No me gusta molestar a la gente con miradas indiscretas, pero les aseguro que me vi obligado a hacer un gran esfuerzo para disimular la satisfacción que me provocaba contemplar esa escena de ternura, sensibilidad y belleza que se estaba desplegando a pocos metros de mí.

«Te recuerdo como eras en el último otoño./ Eras la boina gris y el corazón en calma./ En tus ojos peleaban las llamas del crepúsculo./ Y las hojas caían en el agua de tu alma». El poema de Neruda lo repetí casi sin proponérmelo. Mientras tanto ellos estaban allí, hermosos sin ostentación; felices, tal vez sin saberlo; omnipotentes, sin proponérselo.

Al rato se levantaron y se fueron tomados de la mano. Con todas las precauciones del caso los seguí un trecho. De pronto ella corrió y el la siguió y volvieron a abrazarse. Pasaron a mi lado sin prestarme atención.

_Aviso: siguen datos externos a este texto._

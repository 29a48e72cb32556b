use roster_model::{GuardianKey, GuardianSlot, NormalizedGuardian, NormalizedStudent, TenantId};
use roster_store::{EntityCounts, RosterStore};

fn student(tenant: &TenantId, external_id: Option<&str>, first: &str) -> NormalizedStudent {
    NormalizedStudent {
        tenant_id: tenant.clone(),
        external_id: external_id.map(String::from),
        first: first.to_string(),
        last: "Lovelace".to_string(),
        grade: Some("7".to_string()),
        email: None,
        gender: None,
        pronouns: None,
        pronouns_derived: false,
        iep: Some(false),
        ell: Some(false),
        medical: Some(false),
        school_name: None,
        classroom_name: None,
    }
}

fn guardian(name: &str, email: Option<&str>, synthesized_name: bool) -> NormalizedGuardian {
    NormalizedGuardian {
        slot: GuardianSlot::First,
        name: name.to_string(),
        synthesized_name,
        email: email.map(String::from),
        phone: None,
        relationship: None,
        key: match email {
            Some(email) => GuardianKey::Email(email.to_string()),
            None => GuardianKey::Synthetic {
                name: name.to_string(),
            },
        },
    }
}

#[test]
fn student_with_external_id_is_updated_in_place() {
    let tenant = TenantId::new("t1");
    let mut store = RosterStore::open_in_memory().unwrap();

    let tx = store.begin().unwrap();
    let first = tx.upsert_student(&student(&tenant, Some("S1"), "Ada"), None).unwrap();
    tx.commit().unwrap();
    assert!(first.created);

    let mut renamed = student(&tenant, Some("S1"), "Augusta");
    renamed.grade = None;
    renamed.iep = Some(true);
    renamed.ell = None;
    let tx = store.begin().unwrap();
    let second = tx.upsert_student(&renamed, None).unwrap();
    tx.commit().unwrap();

    assert!(!second.created);
    assert_eq!(second.id, first.id);
    let stored = store.find_student(&tenant, "S1").unwrap().unwrap();
    assert_eq!(stored.first, "Augusta");
    assert_eq!(stored.grade.as_deref(), Some("7"));
    assert!(stored.iep);

    let mut without_flags = student(&tenant, Some("S1"), "Augusta");
    without_flags.iep = None;
    let tx = store.begin().unwrap();
    tx.upsert_student(&without_flags, None).unwrap();
    tx.commit().unwrap();
    assert!(store.find_student(&tenant, "S1").unwrap().unwrap().iep);
}

#[test]
fn derived_pronouns_only_replace_derived_pronouns() {
    let tenant = TenantId::new("t1");
    let mut store = RosterStore::open_in_memory().unwrap();
    let upsert = |store: &mut RosterStore, pronouns: Option<&str>, derived: bool| {
        let mut record = student(&tenant, Some("S1"), "Ada");
        record.pronouns = pronouns.map(String::from);
        record.pronouns_derived = derived;
        let tx = store.begin().unwrap();
        tx.upsert_student(&record, None).unwrap();
        tx.commit().unwrap();
        store.find_student(&tenant, "S1").unwrap().unwrap()
    };

    let stored = upsert(&mut store, Some("she/her/her"), true);
    assert!(stored.pronouns_derived);

    let stored = upsert(&mut store, Some("they/them/their"), true);
    assert_eq!(stored.pronouns.as_deref(), Some("they/them/their"));

    let stored = upsert(&mut store, Some("they/them"), false);
    assert_eq!(stored.pronouns.as_deref(), Some("they/them"));
    assert!(!stored.pronouns_derived);

    let stored = upsert(&mut store, Some("she/her/her"), true);
    assert_eq!(stored.pronouns.as_deref(), Some("they/them"));
    assert!(!stored.pronouns_derived);

    let stored = upsert(&mut store, None, false);
    assert_eq!(stored.pronouns.as_deref(), Some("they/them"));

    let stored = upsert(&mut store, Some("xe/xem"), false);
    assert_eq!(stored.pronouns.as_deref(), Some("xe/xem"));
}

#[test]
fn students_without_external_id_always_insert() {
    let tenant = TenantId::new("t1");
    let mut store = RosterStore::open_in_memory().unwrap();
    for _ in 0..2 {
        let tx = store.begin().unwrap();
        assert!(tx.upsert_student(&student(&tenant, None, "Ada"), None).unwrap().created);
        tx.commit().unwrap();
    }
    assert_eq!(store.counts(&tenant).unwrap().students, 2);
}

#[test]
fn natural_keys_are_tenant_scoped() {
    let mut store = RosterStore::open_in_memory().unwrap();
    for tenant in ["t1", "t2"] {
        let tenant = TenantId::new(tenant);
        let tx = store.begin().unwrap();
        assert!(tx.upsert_school(&tenant, "Springfield").unwrap().created);
        assert!(tx.upsert_student(&student(&tenant, Some("S1"), "Ada"), None).unwrap().created);
        tx.commit().unwrap();
    }
    let counts = store.counts(&TenantId::new("t1")).unwrap();
    assert_eq!(counts.schools, 1);
    assert_eq!(counts.students, 1);
}

#[test]
fn guardian_link_keeps_relationship_label() {
    let tenant = TenantId::new("t1");
    let mut store = RosterStore::open_in_memory().unwrap();

    let tx = store.begin().unwrap();
    let s = tx.upsert_student(&student(&tenant, Some("S1"), "Ada"), None).unwrap();
    let g = tx
        .upsert_guardian(&tenant, &guardian("Anne", Some("anne@example.com"), false), "anne@example.com")
        .unwrap();
    assert!(tx.link_guardian(&tenant, &s.id, &g.id, Some("Mother")).unwrap());
    assert!(!tx.link_guardian(&tenant, &s.id, &g.id, Some("Aunt")).unwrap());
    tx.commit().unwrap();

    let linked = store.guardians_of(&tenant, &s.id).unwrap();
    assert_eq!(linked.len(), 1);
    assert_eq!(linked[0].1.as_deref(), Some("Mother"));
}

#[test]
fn synthesized_name_does_not_replace_a_real_one() {
    let tenant = TenantId::new("t1");
    let mut store = RosterStore::open_in_memory().unwrap();
    let key = "anne@example.com";

    let tx = store.begin().unwrap();
    tx.upsert_guardian(&tenant, &guardian("Anne Lovelace", Some(key), false), key)
        .unwrap();
    let again = tx
        .upsert_guardian(&tenant, &guardian("Anne", Some(key), true), key)
        .unwrap();
    tx.commit().unwrap();

    assert!(!again.created);
    let stored = store.find_guardian(&tenant, key).unwrap().unwrap();
    assert_eq!(stored.name, "Anne Lovelace");
}

#[test]
fn classroom_fill_in_and_lookup() {
    let tenant = TenantId::new("t1");
    let mut store = RosterStore::open_in_memory().unwrap();

    let tx = store.begin().unwrap();
    assert_eq!(tx.find_classroom_id(&tenant, "7B").unwrap(), None);
    let created = tx.upsert_classroom(&tenant, "7B", None, None).unwrap();
    let again = tx.upsert_classroom(&tenant, "7B", Some("7"), None).unwrap();
    assert_eq!(tx.find_classroom_id(&tenant, "7B").unwrap(), Some(created.id.clone()));
    tx.commit().unwrap();

    assert!(created.created);
    assert!(!again.created);
    let classroom = store.find_classroom(&tenant, "7B").unwrap().unwrap();
    assert_eq!(classroom.grade.as_deref(), Some("7"));
}

#[test]
fn dropped_transaction_rolls_back() {
    let tenant = TenantId::new("t1");
    let mut store = RosterStore::open_in_memory().unwrap();
    {
        let tx = store.begin().unwrap();
        tx.upsert_school(&tenant, "Springfield").unwrap();
    }
    assert_eq!(store.counts(&tenant).unwrap(), EntityCounts::default());
}

#[test]
fn reopening_a_file_keeps_data() {
    let dir = tempfile::tempdir().unwrap();
    let path = dir.path().join("roster.sqlite3");
    let tenant = TenantId::new("t1");
    {
        let mut store = RosterStore::open(&path).unwrap();
        let tx = store.begin().unwrap();
        tx.upsert_school(&tenant, "Springfield").unwrap();
        tx.commit().unwrap();
    }
    let store = RosterStore::open(&path).unwrap();
    assert_eq!(store.counts(&tenant).unwrap().schools, 1);
}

«Pasas con tanta maravilla, como viéndote,/ haciéndole al mirar tanta hermosura,/ tanta alegría al mundo, tanto ruido/ al vivir, que la calle es una fiesta/ sólo porque tú pasas/ dejando rápidas banderas/ entre las ramas encendidas,/ deshechos laberintos, /ventanas rotas de no estar abiertas./ El sol te adora, la sombra te completa/ Viéndote se comprende por qué cantan los pájaros/ por qué es azul el cielo, por qué es azul el mar./ Tú atraviesas el tiempo, la sed, la nada el fuego,/ los grandes cataclismos, los desiertos sin fin,/ tú que sin comprender seguirás siendo bella». Raúl Gustavo Aguirre tituló a ese poema «Pasas con tanta maravilla», y yo quise suponer que lo había escrito para ella. Después los vi subir a los dos a un auto y los perdí de vista para siempre.

Inicié el camino de regreso. Ya estaba oscureciendo y había refrescado. Sin embargo yo no podía apartarme de las hermosas imágenes que había tenido la dicha de contemplar. ¿Sabrán ellos de la felicidad que derrochan? ¿serán conscientes de que están viviendo el momento más hermoso de sus vidas? ¿recordarán en el futuro la felicidad de esa tarde? ¿estarán juntos en el futuro? De más está decir que a ninguna de esas preguntas le encontré una respuesta apropiada.